I can illustrate this with a couple of examples from Geography where children study a local issue.  What actually happens is that these young people just study the same local thing in KS1, 2 and 3.  Or,  at secondary schools where we devote a whole half term to teaching map skills.  It turns out that if you give them an Ordnance Survey map and ask them to tell you about a place from it, they very often can.  The difference is in assuming we know where children are and actually knowing where they are.  In these two examples, I took a leap of faith.  The result was moving quickly onto harder stuff and using skills in context.  I also hate teaching map skills unless I’m actually up a mountain, so it made my life more interesting too.

This way, in the words of a Primary Head, we fill our classrooms with the Joy of Not Knowing (JONK).  I wonder how much time we spend planning how to make children stuck?  More importantly, have we given them the tools to get unstuck? Does our feedback allow them to move forward, or just tell them what they got wrong? Do we use feedback from young people to judge whether our lessons challenge them or are just covering the same old fluff over and over again?  For example, I studies Tudor history, it seems, for ever at secondary school.  I also studied it at primary school.  Yawn.  That made me into a passive learner. Don’t misunderstand me, teachers are professionals and we know our stuff, if you’d asked me at age 13 what I wanted, I would have said more trips, flying lessons, rugby, swimming and shooting. Oh and some games and tips on how to pull girls.  But, I could have told them what I already knew.

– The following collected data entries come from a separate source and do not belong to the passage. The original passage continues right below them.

use color_eyre::{eyre::eyre, Result};
use serde::Deserialize;
use std::path::{Path, PathBuf};
use std::time::Duration;

use crate::store::SessionId;
use crate::worker::DEFAULT_WORKER_TIMEOUT;

#[derive(Debug, Clone, Default, Deserialize)]
pub struct Config {
  #[serde(default)]
  pub server: ServerConfig,
  #[serde(default)]
  pub parser: ParserConfig,
  #[serde(default)]
  pub cache: CacheConfig,
}

/// Remote parse service used when the local parse cannot handle a file.
#[derive(Debug, Clone, Deserialize)]
#[serde(default)]
pub struct ServerConfig {
  pub base_url: String,
  /// Per-attempt timeout of an upload
  pub timeout_ms: u64,
  pub max_retries: u32,
}

impl Default for ServerConfig {
  fn default() -> Self {
    Self {
      base_url: "http://127.0.0.1:8080".to_string(),
      timeout_ms: 60_000,
      max_retries: 3,
    }
  }
}

impl ServerConfig {
  pub fn timeout(&self) -> Duration {
    Duration::from_millis(self.timeout_ms)
  }
}

#[derive(Debug, Clone, Deserialize)]
#[serde(default)]
pub struct ParserConfig {
  pub worker_timeout_ms: u64,
  /// Upload to the server when the local parse fails (password errors excepted)
  pub allow_server_fallback: bool,
  /// Preferred product language, e.g. "de-DE"
  pub preferred_language: Option<String>,
}

impl Default for ParserConfig {
  fn default() -> Self {
    Self {
      worker_timeout_ms: 120_000,
      allow_server_fallback: true,
      preferred_language: None,
    }
  }
}

impl ParserConfig {
  /// Zero falls back to the default timeout.
  pub fn worker_timeout(&self) -> Duration {
    match self.worker_timeout_ms {
      0 => DEFAULT_WORKER_TIMEOUT,
      ms => Duration::from_millis(ms),
    }
  }
}

#[derive(Debug, Clone, Deserialize)]
#[serde(default)]
pub struct CacheConfig {
  pub enabled: bool,
  /// Directory for cache databases and logs (default: $XDG_DATA_HOME/knxload)
  pub data_dir: Option<PathBuf>,
  /// Fixed cache session; defaults to one session per build
  pub session: Option<String>,
}

impl Default for CacheConfig {
  fn default() -> Self {
    Self {
      enabled: true,
      data_dir: None,
      session: None,
    }
  }
}

impl CacheConfig {
  pub fn session_id(&self) -> SessionId {
    match &self.session {
      Some(session) => SessionId::new(session.clone()),
      None => SessionId::for_build(),
    }
  }
}

impl Config {
  /// Load configuration from file.
  ///
  /// Search order:
  /// 1. Explicit path if provided
  /// 2. ./knxload.yaml (current directory)
  /// 3. $XDG_CONFIG_HOME/knxload/config.yaml
  ///
  /// Without a config file every setting takes its default.
  pub fn load(explicit_path: Option<&Path>) -> Result<Self> {
    let path = if let Some(p) = explicit_path {
      if p.exists() {
        Some(p.to_path_buf())
      } else {
        return Err(eyre!("Config file not found: {}", p.display()));
      }
    } else {
      Self::find_config_file()
    };

    match path {
      Some(p) => Self::load_from_path(&p),
      None => Ok(Self::default()),
    }
  }

  fn find_config_file() -> Option<PathBuf> {
    // Check current directory
    let local = PathBuf::from("knxload.yaml");
    if local.exists() {
      return Some(local);
    }

    // Check XDG config directory
    if let Some(config_dir) = dirs::config_dir() {
      let xdg_path = config_dir.join("knxload").join("config.yaml");
      if xdg_path.exists() {
        return Some(xdg_path);
      }
    }

    None
  }

  fn load_from_path(path: &Path) -> Result<Self> {
    let contents = std::fs::read_to_string(path)
      .map_err(|e| eyre!("Failed to read config file {}: {}", path.display(), e))?;

    Self::from_yaml(&contents)
      .map_err(|e| eyre!("Failed to parse config file {}: {}", path.display(), e))
  }

  fn from_yaml(contents: &str) -> std::result::Result<Self, serde_yaml::Error> {
    // An empty file is a valid, all-defaults config
    if contents.trim().is_empty() {
      return Ok(Self::default());
    }
    serde_yaml::from_str(contents)
  }

  /// Directory holding cache databases and logs.
  pub fn data_dir(&self) -> Result<PathBuf> {
    if let Some(dir) = &self.cache.data_dir {
      return Ok(dir.clone());
    }
    dirs::data_dir()
      .map(|dir| dir.join("knxload"))
      .ok_or_else(|| eyre!("Could not determine data directory; set cache.data_dir"))
  }

  /// Get the project password from the environment.
  ///
  /// Checks KNXLOAD_PROJECT_PASSWORD.
  pub fn get_password() -> Option<String> {
    std::env::var("KNXLOAD_PROJECT_PASSWORD")
      .ok()
      .filter(|p| !p.is_empty())
  }
}

#[cfg(test)]
mod tests {
  use super::*;

  #[test]
  fn test_defaults() {
    let config = Config::from_yaml("").unwrap();
    assert_eq!(config.server.timeout_ms, 60_000);
    assert_eq!(config.server.max_retries, 3);
    assert_eq!(config.parser.worker_timeout(), Duration::from_secs(120));
    assert!(config.parser.allow_server_fallback);
    assert!(config.cache.enabled);
    assert_eq!(config.cache.session_id(), SessionId::for_build());
  }

  #[test]
  fn test_partial_sections_keep_defaults() {
    let yaml = "server:\n  base_url: https://parse.example.com\nparser:\n  allow_server_fallback: false\ncache:\n  data_dir: /tmp/knx\n  session: fixed\n";
    let config = Config::from_yaml(yaml).unwrap();

    assert_eq!(config.server.base_url, "https://parse.example.com");
    assert_eq!(config.server.max_retries, 3);
    assert!(!config.parser.allow_server_fallback);
    assert_eq!(config.parser.worker_timeout_ms, 120_000);
    assert_eq!(config.data_dir().unwrap(), PathBuf::from("/tmp/knx"));
    assert_eq!(config.cache.session_id(), SessionId::new("fixed"));
  }

  #[test]
  fn test_zero_worker_timeout_uses_default() {
    let config = Config::from_yaml("parser:\n  worker_timeout_ms: 0\n").unwrap();
    assert_eq!(config.parser.worker_timeout(), DEFAULT_WORKER_TIMEOUT);

    let config = Config::from_yaml("parser:\n  worker_timeout_ms: 5000\n").unwrap();
    assert_eq!(config.parser.worker_timeout(), Duration::from_secs(5));
  }

  #[test]
  fn test_load_missing_explicit_path_fails() {
    let dir = tempfile::tempdir().unwrap();
    assert!(Config::load(Some(&dir.path().join("nope.yaml"))).is_err());
  }

  #[test]
  fn test_load_from_file() {
    let dir = tempfile::tempdir().unwrap();
    let path = dir.path().join("knxload.yaml");
    std::fs::write(&path, "server:\n  max_retries: 5\n").unwrap();

    let config = Config::load(Some(&path)).unwrap();
    assert_eq!(config.server.max_retries, 5);
  }
}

Watch this (Sorry can’t embed due to the video privacy settings).  Our job as teachers is to never allow students to reach their potential but to smash it.  I agree with this.  I wonder what the effect of grade chasing has been on young people? I wonder if the effect of exam boards moving grade boundaries would have been as pronounced if we pushed every child to do their best, rather than encouraging them to make do with hitting the C spot on.  When navigating through white out conditions on mountains, you always aim a little bit past your destination.  If you try to hit the mark spot on, it’s easy to miss.  We did this at Priory Geography by telling students that they were more likely to get a C if they got over 40 marks in their Controlled Assessment.  Technically, they could have got around 30 marks, but why set our expectations so low?  Once the Controlled Assessment project was completed, and most children did well, they were motivated and encouraged to do better in the examinations.  We also used to subvert the target grades, very much like as described in David Didau’s excellent post here.  Why is it ever good enough just to get a C grade?